> **THE PROBLEM**
Copy the entries exactly, through the "#[cfg(windows)]" line.

** Opening INFORMATION SUPPLIED block **

//! Append-only postings data file.
//!
//! Blobs are written at the free pointer, which only ever moves forward.
//! Nothing is updated in place and bytes are never reused.

use crate::error::Result;
use memmap2::Mmap;
use std::borrow::Cow;
use std::fs::{File, OpenOptions};
use std::io::{self, Seek, SeekFrom, Write};
use std::path::{Path, PathBuf};

/// Random access to postings blobs.
///
/// The dictionary resolves the term stored in a slot through this trait, so
/// the same probe code runs against a file being written and a read-only
/// memory map.
pub trait BlobRead {
    /// Bytes in `[offset, offset + length)`, or `None` when the range lies
    /// outside the written part of the file.
    fn read_blob(&self, offset: u64, length: u32) -> Result<Option<Cow<'_, [u8]>>>;
}

/// Fill `buf` from `offset` without touching the shared file cursor.
///
/// Readers hold `&File`, so seek-then-read would race between threads.
#[cfg(unix)]
pub(crate) fn read_exact_at(file: &File, buf: &mut [u8], offset: u64) -> io::Result<()> {
    use std::os::unix::fs::FileExt;
    file.read_exact_at(buf, offset)
}

#[cfg(windows)]
pub(crate) fn read_exact_at(file: &File, mut buf: &mut [u8], mut offset: u64) -> io::Result<()> {
    use std::os::windows::fs::FileExt;
    while !buf.is_empty() {
        match file.seek_read(buf, offset) {
            Ok(0) => return Err(io::ErrorKind::UnexpectedEof.into()),
            Ok(n) => {
                buf = &mut buf[n..];
                offset += n as u64;
            }
            Err(e) if e.kind() == io::ErrorKind::Interrupted => {}
            Err(e) => return Err(e),
        }
    }
    Ok(())
}

/// Writable append-only data store
pub struct DataStore {
    path: PathBuf,
    file: File,
    free: u64,
}

impl DataStore {
    /// Create an empty data file, truncating any previous content
    pub fn create(path: &Path) -> Result<Self> {
        let file = OpenOptions::new()
            .read(true)
            .write(true)
            .create(true)
            .truncate(true)
            .open(path)?;

        Ok(Self {
            path: path.to_path_buf(),
            file,
            free: 0,
        })
    }

    /// Open an existing data file read-only; the free pointer is its length
    pub fn open(path: &Path) -> Result<Self> {
        let file = File::open(path)?;
        let free = file.metadata()?.len();

        Ok(Self {
            path: path.to_path_buf(),
            file,
            free,
        })
    }

    /// Append a blob, returning its offset and length
    pub fn append(&mut self, bytes: &[u8]) -> Result<(u64, u32)> {
        let length = u32::try_from(bytes.len()).map_err(|_| {
            io::Error::new(io::ErrorKind::InvalidInput, "postings blob exceeds 4 GiB")
        })?;

        let offset = self.free;
        self.file.seek(SeekFrom::Start(offset))?;
        self.file.write_all(bytes)?;
        self.free += length as u64;

        Ok((offset, length))
    }

    /// Read a blob previously returned by [`DataStore::append`]
    pub fn read(&self, offset: u64, length: u32) -> Result<Option<Vec<u8>>> {
        let end = match offset.checked_add(length as u64) {
            Some(end) if end <= self.free => end,
            _ => return Ok(None),
        };

        let mut buf = vec![0u8; (end - offset) as usize];
        match read_exact_at(&self.file, &mut buf, offset) {
            Ok(()) => Ok(Some(buf)),
            Err(e) if e.kind() == io::ErrorKind::UnexpectedEof => Ok(None),
            Err(e) => Err(e.into()),
        }
    }

    /// Next append offset
    pub fn free(&self) -> u64 {
        self.free
    }

    pub fn path(&self) -> &Path {
        &self.path
    }

    /// Flush file contents to disk
    pub fn sync(&self) -> Result<()> {
        self.file.sync_data()?;
        Ok(())
    }
}

impl BlobRead for DataStore {
    fn read_blob(&self, offset: u64, length: u32) -> Result<Option<Cow<'_, [u8]>>> {
        Ok(self.read(offset, length)?.map(Cow::Owned))
    }
}

/// Read-only memory-mapped data file used by the query side
pub struct MappedData {
    mmap: Option<Mmap>,
}

impl MappedData {
    pub fn open(path: &Path) -> Result<Self> {
        let file = File::open(path)?;
        if file.metadata()?.len() == 0 {
            return Ok(Self { mmap: None });
        }

        // SAFETY: committed data files are never modified while a reader is attached
        let mmap = unsafe { Mmap::map(&file)? };
        Ok(Self { mmap: Some(mmap) })
    }

    pub fn len(&self) -> u64 {
        self.mmap.as_ref().map_or(0, |m| m.len() as u64)
    }

    pub fn is_empty(&self) -> bool {
        self.len() == 0
    }

    /// Borrow a blob without copying
    pub fn slice(&self, offset: u64, length: u32) -> Option<&[u8]> {
        let mmap = self.mmap.as_ref()?;
        let start = usize::try_from(offset).ok()?;
        let end = start.checked_add(length as usize)?;
        mmap.get(start..end)
    }
}

impl BlobRead for MappedData {
    fn read_blob(&self, offset: u64, length: u32) -> Result<Option<Cow<'_, [u8]>>> {
        Ok(self.slice(offset, length).map(Cow::Borrowed))
    }
}

#[cfg(test)]
mod tests {
    use super::*;
    use tempfile::TempDir;

    #[test]
    fn test_append_advances_free_pointer() {
        let dir = TempDir::new().unwrap();
        let mut store = DataStore::create(&dir.path().join("data1")).unwrap();

        assert_eq!(store.append(b"cat 1:0").unwrap(), (0, 7));
        assert_eq!(store.append(b"dog 1:1").unwrap(), (7, 7));
        assert_eq!(store.free(), 14);

        assert_eq!(store.read(7, 7).unwrap().unwrap(), b"dog 1:1");
        assert_eq!(store.read(0, 7).unwrap().unwrap(), b"cat 1:0");
    }

    #[test]
    fn test_read_past_free_pointer_is_absent() {
        let dir = TempDir::new().unwrap();
        let mut store = DataStore::create(&dir.path().join("data1")).unwrap();
        store.append(b"abc").unwrap();

        assert!(store.read(1, 10).unwrap().is_none());
        assert!(store.read(u64::MAX, 2).unwrap().is_none());
    }

    #[test]
    fn test_mapped_data_matches_written_bytes() {
        let dir = TempDir::new().unwrap();
        let path = dir.path().join("data");
        let mut store = DataStore::create(&path).unwrap();
        store.append(b"cat 1:0").unwrap();
        store.append(b"dog 2:3").unwrap();
        store.sync().unwrap();
        drop(store);

        let mapped = MappedData::open(&path).unwrap();
        assert_eq!(mapped.slice(7, 7), Some(&b"dog 2:3"[..]));
        assert_eq!(mapped.slice(10, 7), None);
    }

    #[test]
    fn test_mapped_empty_file() {
        let dir = TempDir::new().unwrap();
        let path = dir.path().join("data");
        DataStore::create(&path).unwrap();

        let mapped = MappedData::open(&path).unwrap();
        assert!(mapped.is_empty());
        assert!(mapped.read_blob(0, 1).unwrap().is_none());
    }
}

** Closing INFORMATION SUPPLIED block **

> **OUTPUT OF THE TASK**
//! Append-only postings data file.
//!
//! Blobs are written at the free pointer, which only ever moves forward.
//! Nothing is updated in place and bytes are never reused.

use crate::error::Result;
use memmap2::Mmap;
use std::borrow::Cow;
use std::fs::{File, OpenOptions};
use std::io::{self, Seek, SeekFrom, Write};
use std::path::{Path, PathBuf};

/// Random access to postings blobs.
///
/// The dictionary resolves the term stored in a slot through this trait, so
/// the same probe code runs against a file being written and a read-only
/// memory map.
pub trait BlobRead {
    /// Bytes in `[offset, offset + length)`, or `None` when the range lies
    /// outside the written part of the file.
    fn read_blob(&self, offset: u64, length: u32) -> Result<Option<Cow<'_, [u8]>>>;
}

/// Fill `buf` from `offset` without touching the shared file cursor.
///
/// Readers hold `&File`, so seek-then-read would race between threads.
#[cfg(unix)]
pub(crate) fn read_exact_at(file: &File, buf: &mut [u8], offset: u64) -> io::Result<()> {
    use std::os::unix::fs::FileExt;
    file.read_exact_at(buf, offset)
}

#[cfg(windows)]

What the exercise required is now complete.